GAR will initially set its boats up in the backyard of Lake Santa Fe resident Joe Rush. Bauer said he’s hoping to move his team to a community park on the lake as a longer-term solution, but needs permission from all 14 residents who own a piece of the park to do so.
Regardless of where GAR moves, not having a boathouse like at Newnans Lake will leave equipment exposed to sun damage.
Bauer is also expecting a drop in membership and recruitment because of the extra 15- to 20-mile commute.
GAR parent and board member Caroline Parker said driving to Melrose is a time and financial burden on families with the high gas prices. Although GAR is considering finding a bus to take rowers to practice, it would be another financial commitment it doesn’t know it can make.
Unless someone has a private lake to offer, Parker said Lake Santa Fe is the closest viable source of water.

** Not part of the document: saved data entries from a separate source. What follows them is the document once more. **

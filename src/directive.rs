//! Inbound directive wire model
//!
//! A directive is a command or query addressed to one endpoint and one
//! capability interface. The JSON shape reproduces the Alexa Smart Home v3
//! request envelope field for field.

use serde::{Deserialize, Serialize};
use serde_json::Value;

/// Top-level request document wrapping a single directive
#[derive(Debug, Clone, Serialize, Deserialize)]
pub struct DirectiveRequest {
    /// The directive being delivered
    pub directive: Directive,
}

/// An inbound command or query
#[derive(Debug, Clone, Serialize, Deserialize)]
pub struct Directive {
    /// Namespace, name and message identity
    pub header: DirectiveHeader,

    /// Target endpoint; absent for discovery and authorization directives
    #[serde(default, skip_serializing_if = "Option::is_none")]
    pub endpoint: Option<DirectiveEndpoint>,

    /// Interface-specific arguments
    #[serde(default)]
    pub payload: Value,
}

/// Directive header block
#[derive(Debug, Clone, Serialize, Deserialize)]
#[serde(rename_all = "camelCase")]
pub struct DirectiveHeader {
    /// Capability interface namespace (e.g. `Alexa.PowerController`)
    pub namespace: String,

    /// Operation name within the namespace (e.g. `TurnOn`)
    pub name: String,

    /// Sender-assigned message id
    #[serde(default)]
    pub message_id: String,

    /// Protocol payload version
    #[serde(default, skip_serializing_if = "Option::is_none")]
    pub payload_version: Option<String>,

    /// Opaque token echoed back in the response header
    #[serde(default, skip_serializing_if = "Option::is_none")]
    pub correlation_token: Option<String>,

    /// Discriminator for multiple controllers of one interface type
    #[serde(default, skip_serializing_if = "Option::is_none")]
    pub instance: Option<String>,
}

/// Directive endpoint block
#[derive(Debug, Clone, Serialize, Deserialize)]
#[serde(rename_all = "camelCase")]
pub struct DirectiveEndpoint {
    /// Bearer scope carrying the caller's access token
    pub scope: DirectiveScope,

    /// Stable identifier of the targeted endpoint
    pub endpoint_id: String,

    /// Opaque key/value pairs set at discovery time
    #[serde(default, skip_serializing_if = "Option::is_none")]
    pub cookie: Option<serde_json::Map<String, Value>>,
}

/// Token scope of a directive endpoint
#[derive(Debug, Clone, Serialize, Deserialize)]
pub struct DirectiveScope {
    /// Scope type, `BearerToken` on this protocol version
    #[serde(rename = "type", default, skip_serializing_if = "Option::is_none")]
    pub scope_type: Option<String>,

    /// The caller's access token
    pub token: String,
}

impl Directive {
    /// Access token from the endpoint scope, if the directive targets one
    #[must_use]
    pub fn scope_token(&self) -> Option<&str> {
        self.endpoint.as_ref().map(|e| e.scope.token.as_str())
    }

    /// Grantee token carried by `AcceptGrant` payloads
    #[must_use]
    pub fn grantee_token(&self) -> Option<&str> {
        self.payload.pointer("/grantee/token").and_then(Value::as_str)
    }

    /// Access token carried in the payload scope of discovery directives
    #[must_use]
    pub fn payload_scope_token(&self) -> Option<&str> {
        self.payload.pointer("/scope/token").and_then(Value::as_str)
    }

    /// Identifier of the targeted endpoint, empty when none is addressed
    #[must_use]
    pub fn endpoint_id(&self) -> &str {
        self.endpoint.as_ref().map_or("", |e| e.endpoint_id.as_str())
    }
}
//! `Alexa.PowerController` handling

use serde_json::json;

use super::ControllerContext;
use crate::response::ResponseEnvelope;

/// Turns an endpoint on or off
pub struct PowerController {
    ctx: ControllerContext,
}

impl PowerController {
    pub(crate) fn new(ctx: ControllerContext) -> Self {
        Self { ctx }
    }

    /// Actuate the power state and report the applied value
    pub async fn process(mut self) -> ResponseEnvelope {
        let desired = if self.ctx.name == "TurnOn" { "ON" } else { "OFF" };

        let applied = self
            .ctx
            .services
            .state
            .apply_desired(&self.ctx.endpoint_id, "powerState", None, json!(desired))
            .await;

        match applied {
            Ok(value) => {
                self.ctx
                    .response
                    .add_context_property("Alexa.PowerController", "powerState", value, 0, None);
                self.ctx.response
            }
            Err(e) => {
                tracing::error!(endpoint_id = %self.ctx.endpoint_id, error = %e, "power actuation failed");
                self.ctx.error_response(e)
            }
        }
    }
}
//! Small helpers for logging and output directory checks.

use std::error::Error;
use std::fs as stdfs;
use std::path::Path;
use tokio::fs;
use tracing::{info, instrument, warn};

/// Truncate a string for logging purposes.
///
/// Cuts on a character boundary and appends `"…(+N bytes)"`.
///
/// ```ignore
/// assert_eq!(truncate_for_log("short", 100), "short");
/// ```
pub fn truncate_for_log(s: &str, max: usize) -> String {
    if s.len() <= max {
        return s.to_string();
    }
    let mut cut = max;
    while !s.is_char_boundary(cut) {
        cut -= 1;
    }
    format!("{}…(+{} bytes)", &s[..cut], s.len() - cut)
}

/// Ensure a directory exists and is writable.
///
/// Creates the directory if needed, then creates and removes a probe file.
#[instrument(level = "info", skip_all, fields(path = %path.display()))]
pub async fn ensure_writable_dir(path: &Path) -> Result<(), Box<dyn Error>> {
    fs::create_dir_all(path).await?;
    let probe_path = path.join("..__probe_write__");
    match stdfs::File::create(&probe_path) {
        Ok(_) => {
            if let Err(e) = stdfs::remove_file(&probe_path) {
                warn!(path = %probe_path.display(), error = %e, "Failed to remove write probe");
            }
            info!("Output directory is writable");
            Ok(())
        }
        Err(e) => Err(Box::new(e)),
    }
}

“[Our daughter is] a junior, she has colleges talking to her for opportunities for scholarships, academically and through rowing, and so it’s not like we can just throw in the towel and just stop rowing. It’s such a big opportunity and she loves it,” Parker said.
Unless he can get everyone to do a rain dance, Bauer said GAR will have to rely on donations from individuals and businesses in the community to stay afloat through the drought.
“It’s kind of bad all around, but at least we’ll be able to row and continue our season and make sure these kids can fulfill their dreams,” Bauer said. “They’ve been working so hard for the last couple of years.”